Especialistas de saúde, educação e financiamento público apontam nessa rodada de perguntas quais os principais problemas que os gestores municipais devem encarar na nova legislatura, de 2021 a 2024
Viviane Tavares - EPSJV/Fiocruz | 06/01/2021 10h03 - Atualizado em 01/07/2022 09h42

Os novos gestores de saúde e educação que assumiram a administração de seus municípios em janeiro de 2021 encontraram mais dificuldades que os seus antecessores, apontam os especialistas. No total, 5449 prefeitos foram eleitos no ano passado, dos quais 963 farão um segundo mandato. O cenário está posto. Desafios antigos e novos se juntarão na administração dos municípios. Filas de cirurgias eletivas, falta de materiais, equipes adoecidas, corrida pela vacina, aulas remotas e novas estruturas de sala de aula são algumas das questões que os novos gestores terão que enfrentar, de acordo com seis especialistas em saúde, educação e financiamento dessas políticas ouvidos pela reportagem. E tudo isso vai acontecer com os cofres mais vazios do que em 2020, já que, conforme previsto na lei 173/2020 e disponibilizado no orçamento de 2021, os municípios, assim como estados e Distrito Federal, deixarão de receber o auxílio emergencial pago pela União em função do contexto da pandemia.

 

 

 

Quais os principais desafios dos gestores municipais de saúde para a nova gestão 2021-2024?
 

 

Médico sanitarista e professor da Universidade de Campinas

Duas posturas dos prefeitos e dos secretários de saúde municipais são fundamentais. Uma é a defesa do fortalecimento do SUS [Sistema Único de Saúde]. E a segunda é que eles funcionem como agentes políticos dessa defesa. O município isolado, sozinho, não conseguirá garantir o direito universal, integral e equitativo à saúde.  [Devem], inclusive, agir através do Conasems [Conselho Nacional de Secretários Municipais de Saúde] e construir os colegiados regionais para garantir o devido apoio financeiro, logístico e na política de pessoal das secretarias estaduais e do Ministério da Saúde. E, por fim, acrescento ainda que busquem uma comunicação transparente com a sociedade civil, com os usuários [do SUS]. Comunicação transparente significa reconhecer os problemas que têm, apontar as vantagens e o que funciona bem, e contar com o apoio político da sociedade.

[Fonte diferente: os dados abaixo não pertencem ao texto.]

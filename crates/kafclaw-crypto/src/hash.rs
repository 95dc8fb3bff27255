//! SHA-256 content hashing.

use serde::{Deserialize, Serialize};
use sha2::{Digest, Sha256};
use std::fmt;

/// A SHA-256 content hash (32 bytes).
///
/// Used for:
/// - Audit chain linking (each entry hashes the previous, minus its own hash)
/// - `MemoryChunk` deterministic ids (`hash(source, content)`)
#[derive(Clone, Copy, PartialEq, Eq, Hash, Serialize, Deserialize)]
#[serde(transparent)]
pub struct ContentHash(#[serde(with = "hex_bytes")] [u8; 32]);

impl ContentHash {
    /// Hash arbitrary bytes.
    #[must_use]
    pub fn hash(data: &[u8]) -> Self {
        let digest = Sha256::digest(data);
        let mut bytes = [0u8; 32];
        bytes.copy_from_slice(&digest);
        Self(bytes)
    }

    /// Hash multiple chunks as if concatenated, without allocating the
    /// concatenation.
    #[must_use]
    pub fn hash_multi(parts: &[&[u8]]) -> Self {
        let mut hasher = Sha256::new();
        for part in parts {
            hasher.update(part);
        }
        let digest = hasher.finalize();
        let mut bytes = [0u8; 32];
        bytes.copy_from_slice(&digest);
        Self(bytes)
    }

    /// The zero hash, used as `prevHash` for the first entry in a chain.
    #[must_use]
    pub const fn zero() -> Self {
        Self([0u8; 32])
    }

    /// Whether this is the zero hash.
    #[must_use]
    pub fn is_zero(&self) -> bool {
        self.0 == [0u8; 32]
    }

    /// Raw bytes.
    #[must_use]
    pub const fn as_bytes(&self) -> &[u8; 32] {
        &self.0
    }

    /// Hex encoding, lowercase, no prefix.
    #[must_use]
    pub fn to_hex(&self) -> String {
        hex::encode(self.0)
    }

    /// Parse from a hex string.
    ///
    /// # Errors
    ///
    /// Returns an error if the string is not valid hex or not 32 bytes.
    pub fn from_hex(s: &str) -> Result<Self, hex::FromHexError> {
        let bytes = hex::decode(s)?;
        let array: [u8; 32] = bytes
            .try_into()
            .map_err(|_| hex::FromHexError::InvalidStringLength)?;
        Ok(Self(array))
    }
}

impl fmt::Debug for ContentHash {
    fn fmt(&self, f: &mut fmt::Formatter<'_>) -> fmt::Result {
        write!(f, "ContentHash({})", self.to_hex())
    }
}

impl fmt::Display for ContentHash {
    fn fmt(&self, f: &mut fmt::Formatter<'_>) -> fmt::Result {
        write!(f, "{}", self.to_hex())
    }
}

mod hex_bytes {
    use serde::{Deserialize, Deserializer, Serializer};

    pub fn serialize<S>(bytes: &[u8; 32], serializer: S) -> Result<S::Ok, S::Error>
    where
        S: Serializer,
    {
        serializer.serialize_str(&hex::encode(bytes))
    }

    pub fn deserialize<'de, D>(deserializer: D) -> Result<[u8; 32], D::Error>
    where
        D: Deserializer<'de>,
    {
        let s = String::deserialize(deserializer)?;
        let bytes = hex::decode(&s).map_err(serde::de::Error::custom)?;
        bytes
            .try_into()
            .map_err(|_| serde::de::Error::custom("expected 32 bytes"))
    }
}

#[cfg(test)]
mod tests {
    use super::*;

    #[test]
    fn hash_is_deterministic() {
        let a = ContentHash::hash(b"hello");
        let b = ContentHash::hash(b"hello");
        assert_eq!(a, b);
    }

    #[test]
    fn different_input_different_hash() {
        assert_ne!(ContentHash::hash(b"a"), ContentHash::hash(b"b"));
    }

    #[test]
    fn hex_round_trips() {
        let h = ContentHash::hash(b"round trip");
        let hex = h.to_hex();
        assert_eq!(ContentHash::from_hex(&hex).unwrap(), h);
    }

    #[test]
    fn zero_hash_is_recognized() {
        assert!(ContentHash::zero().is_zero());
        assert!(!ContentHash::hash(b"x").is_zero());
    }

    #[test]
    fn json_round_trips() {
        let h = ContentHash::hash(b"serde");
        let json = serde_json::to_string(&h).unwrap();
        let back: ContentHash = serde_json::from_str(&json).unwrap();
        assert_eq!(h, back);
    }
}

Agora, em relação aos procedimentos, a primeira ação é o combate à pandemia. Os novos gestores têm tarefas importantes. Uma é cobrar ação do Ministério da Saúde, das secretarias estaduais e também realizar o que está evidente: garantir a vacinação imediata de, no mínimo, 80% da população o mais rápido possível. Os secretários de saúde precisam participar dessa negociação difícil. Além disso, todos os municípios precisam fortalecer a atenção primária, a Estratégia de Saúde da Família e defender os Nasf [Núcleos Ampliados de Saúde da Família]. Na portaria do Programa Previne Brasil [n° 2.979/19], o Ministério da Saúde se isentou de financiar os Nasf e ficou por conta dos prefeitos fecharem os quase 7 mil que existem no Brasil. Cabe a eles e aos estados manterem [esse núcleos] com orçamento próprio, o que é muito difícil.

E outro desafio é imediatamente envolver a atenção primária na vigilância epidemiológica comunitária e territorial, que é tão importante quanto a vacina. Os casos novos que vão aparecendo precisam ser diagnosticados rapidamente. Cada unidade básica, cada equipe tem que ter acesso ao teste. O resultado precisa sair em 48 horas, em três dias no máximo, para fazer o rastreamento dos comunicantes e o bloqueio. A meu ver, é necessário ainda que se faça um programa ao longo do mandato, de estender a atenção primária para atender os problemas crônicos, continuar com vacinaçőes de tudo que for prevenível, fazendo um trabalho territorial. Além da pandemia de Covid-19, é importante a gente enfrentar a dengue, chikungunya, a violência, a violência doméstica, os traumas do assassinato, ou seja, [continuar] esses programas de promoçăo à saúde e vigilância. Todas as cidades estão sofrendo com isso.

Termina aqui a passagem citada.